Zakup sprowadzonego auta – cz.1

Dziś chce Wam opisać po krótce moje boje z zakupem auta 🙂 Cel był jeden – Seat Ibiza 2002-2008 z klimatyzacją w nienagannym stanie. Dodatkowo auto miało być trzy drzwiowe oraz elektryczne szyby, lusterka i silnik 1.4 16V (z uwagi, że diesle mają duże przebiegi i są dość drogi w naprawach jak już się coś zadzieje a inne motory benzynowe jak np. 1.2 16v nie cieszą się dobrą opinią).

Chcieliśmy zakupić auto krajowe, ale niestety, w okresie z którego szukalismy auta SEAT w polsce miał złą passę, były po prostu problemy z importem aut do kraju z powodu nie dogadania się importerów, więc ilość krajowych ibizek z tych rocznikó jest znikoma.
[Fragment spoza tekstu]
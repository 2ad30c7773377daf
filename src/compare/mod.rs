//! Comparison module
//!
//! Structural comparison of expected fixtures against what the target
//! binary actually produced:
//! - whole profiles (encrypted flag, note count, then notes pairwise)
//! - single notes (`last_touched` excluded; timestamps differ across runs)
//! - captured output fragments, parsed as JSON or compared as raw text
//!
//! Every mismatch renders both sides as pretty JSON so a failing case can
//! be diagnosed from the report alone.

use crate::codec::DecodeError;
use crate::models::{JsonExpectation, Note, Profile};

use serde::Serialize;
use serde_json::Value;
use thiserror::Error;

/// Expected and actual structures diverged.
#[derive(Debug, Error)]
#[error("# EXPECTED #\n{}\n# GOT #\n{}", render(.expected), render(.actual))]
pub struct CompareError {
    pub expected: Value,
    pub actual: Value,
}

/// Failure while checking one captured output fragment: the output either
/// would not parse or did not match.
#[derive(Debug, Error)]
pub enum FragmentError {
    #[error(transparent)]
    Decode(#[from] DecodeError),
    #[error(transparent)]
    Compare(#[from] CompareError),
}

fn render(value: &Value) -> String {
    serde_json::to_string_pretty(value).unwrap_or_else(|_| value.to_string())
}

fn mismatch<E: Serialize, A: Serialize>(expected: &E, actual: &A) -> CompareError {
    CompareError {
        expected: serde_json::to_value(expected).unwrap_or(Value::Null),
        actual: serde_json::to_value(actual).unwrap_or(Value::Null),
    }
}

/// Compare two profiles: equal `encrypted` flags, equal note counts, then
/// notes pairwise by position.
pub fn compare_profiles(expected: &Profile, actual: &Profile) -> Result<(), CompareError> {
    if expected.encrypted != actual.encrypted || expected.notes.len() != actual.notes.len() {
        return Err(mismatch(expected, actual));
    }
    for (clean, dirty) in expected.notes.iter().zip(&actual.notes) {
        compare_notes(clean, dirty)?;
    }
    Ok(())
}

/// Compare two notes on `id`, `title`, `status` and `body`. `last_touched`
/// is excluded: it changes on every run.
pub fn compare_notes(expected: &Note, actual: &Note) -> Result<(), CompareError> {
    let equal = expected.id == actual.id
        && expected.title == actual.title
        && expected.status == actual.status
        && expected.body == actual.body;
    if equal {
        Ok(())
    } else {
        Err(mismatch(expected, actual))
    }
}

/// Parse one captured stdout as JSON and compare it against its
/// expectation: a single note, or a note list matched element-wise with
/// `null` entries skipping their position.
pub fn compare_json_fragment(expected: &JsonExpectation, raw: &str) -> Result<(), FragmentError> {
    match expected {
        JsonExpectation::One(note) => {
            let actual: Note = serde_json::from_str(raw).map_err(DecodeError::from)?;
            compare_notes(note, &actual)?;
        }
        JsonExpectation::Many(list) => {
            let actual: Vec<Note> = serde_json::from_str(raw).map_err(DecodeError::from)?;
            if list.len() != actual.len() {
                return Err(mismatch(list, &actual).into());
            }
            for (clean, dirty) in list.iter().zip(&actual) {
                if let Some(clean) = clean {
                    compare_notes(clean, dirty)?;
                }
            }
        }
    }
    Ok(())
}

/// Compare one captured stdout against an expected string, verbatim.
pub fn compare_text_fragment(expected: &str, raw: &str) -> Result<(), CompareError> {
    if expected == raw {
        Ok(())
    } else {
        Err(mismatch(&expected, &raw))
    }
}

#[cfg(test)]
mod tests {
    use super::*;

    fn note(id: i64, title: &str) -> Note {
        Note {
            id,
            title: title.to_string(),
            status: "".to_string(),
            body: "".to_string(),
            last_touched: "2024-01-15 09:30:00 +0000".to_string(),
        }
    }

    #[test]
    fn note_comparison_is_reflexive() {
        let n = note(1, "a title");
        assert!(compare_notes(&n, &n).is_ok());
    }

    #[test]
    fn note_comparison_ignores_last_touched() {
        let clean = note(1, "a title");
        let mut dirty = clean.clone();
        dirty.last_touched = "2031-12-01 00:00:00 +0000".to_string();
        assert!(compare_notes(&clean, &dirty).is_ok());
    }

    #[test]
    fn each_compared_field_can_fail_alone() {
        let clean = note(1, "a title");

        let mut dirty = clean.clone();
        dirty.id = 2;
        assert!(compare_notes(&clean, &dirty).is_err());

        let mut dirty = clean.clone();
        dirty.title = "another title".to_string();
        assert!(compare_notes(&clean, &dirty).is_err());

        let mut dirty = clean.clone();
        dirty.status = "Urgent".to_string();
        assert!(compare_notes(&clean, &dirty).is_err());

        let mut dirty = clean.clone();
        dirty.body = "changed".to_string();
        assert!(compare_notes(&clean, &dirty).is_err());
    }

    #[test]
    fn mismatch_renders_both_sides() {
        let clean = note(1, "a title");
        let mut dirty = clean.clone();
        dirty.title = "wrong".to_string();
        let err = compare_notes(&clean, &dirty).unwrap_err();
        let message = err.to_string();
        assert!(message.contains("# EXPECTED #"));
        assert!(message.contains("# GOT #"));
        assert!(message.contains("a title"));
        assert!(message.contains("wrong"));
    }

    #[test]
    fn profile_comparison_checks_flag_and_count() {
        let clean = Profile {
            encrypted: false,
            notes: vec![note(1, "a")],
        };
        let mut dirty = clean.clone();
        assert!(compare_profiles(&clean, &dirty).is_ok());

        dirty.encrypted = true;
        assert!(compare_profiles(&clean, &dirty).is_err());

        dirty.encrypted = false;
        dirty.notes.push(note(2, "b"));
        assert!(compare_profiles(&clean, &dirty).is_err());
    }

    #[test]
    fn json_fragment_single_note() {
        let expected = JsonExpectation::One(note(1, "a title"));
        let raw = r#"{"id": 1, "title": "a title", "status": "", "body": "", "last_touched": "2030-01-01 00:00:00 +0000"}"#;
        assert!(compare_json_fragment(&expected, raw).is_ok());
    }

    #[test]
    fn json_fragment_list_with_skips() {
        let expected = JsonExpectation::Many(vec![None, Some(note(2, "b"))]);
        let raw = r#"[
            {"id": 1, "title": "anything", "status": "", "body": "", "last_touched": "2030-01-01 00:00:00 +0000"},
            {"id": 2, "title": "b", "status": "", "body": "", "last_touched": "2030-01-01 00:00:00 +0000"}
        ]"#;
        assert!(compare_json_fragment(&expected, raw).is_ok());
    }

    #[test]
    fn json_fragment_length_mismatch_fails() {
        let expected = JsonExpectation::Many(vec![Some(note(1, "a"))]);
        let raw = "[]";
        let err = compare_json_fragment(&expected, raw).unwrap_err();
        assert!(matches!(err, FragmentError::Compare(_)));
    }

    #[test]
    fn json_fragment_parse_failure_is_decode_error() {
        let expected = JsonExpectation::Many(vec![]);
        let err = compare_json_fragment(&expected, "not json").unwrap_err();
        assert!(matches!(err, FragmentError::Decode(_)));
    }

    #[test]
    fn text_fragment_requires_exact_match() {
        assert!(compare_text_fragment("1: a title\n", "1: a title\n").is_ok());
        let err = compare_text_fragment("1: a title\n", "1: a title").unwrap_err();
        assert!(err.to_string().contains("# EXPECTED #"));
    }
}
Poszukiwania rozpocząłem od trzech portali :

  • moto.allegro.pl
  • moto.gratka.pl
  • olx.pl

Ustawiłem sobie filtry według swoich kryteriów oraz wyciągnąłem 3 skróty na pulpit. Codziennie przynajmniej dwa razy zerkałem na ogłoszenia patrząc czy nic nowego się nie pojawiło.

Międzyczasie przygotowałem sobie listę pytań jakie mogę zadać sprzedającemu, żeby już na wstępie wyeliminować auta których nie ma sensu jechać obejrzeć.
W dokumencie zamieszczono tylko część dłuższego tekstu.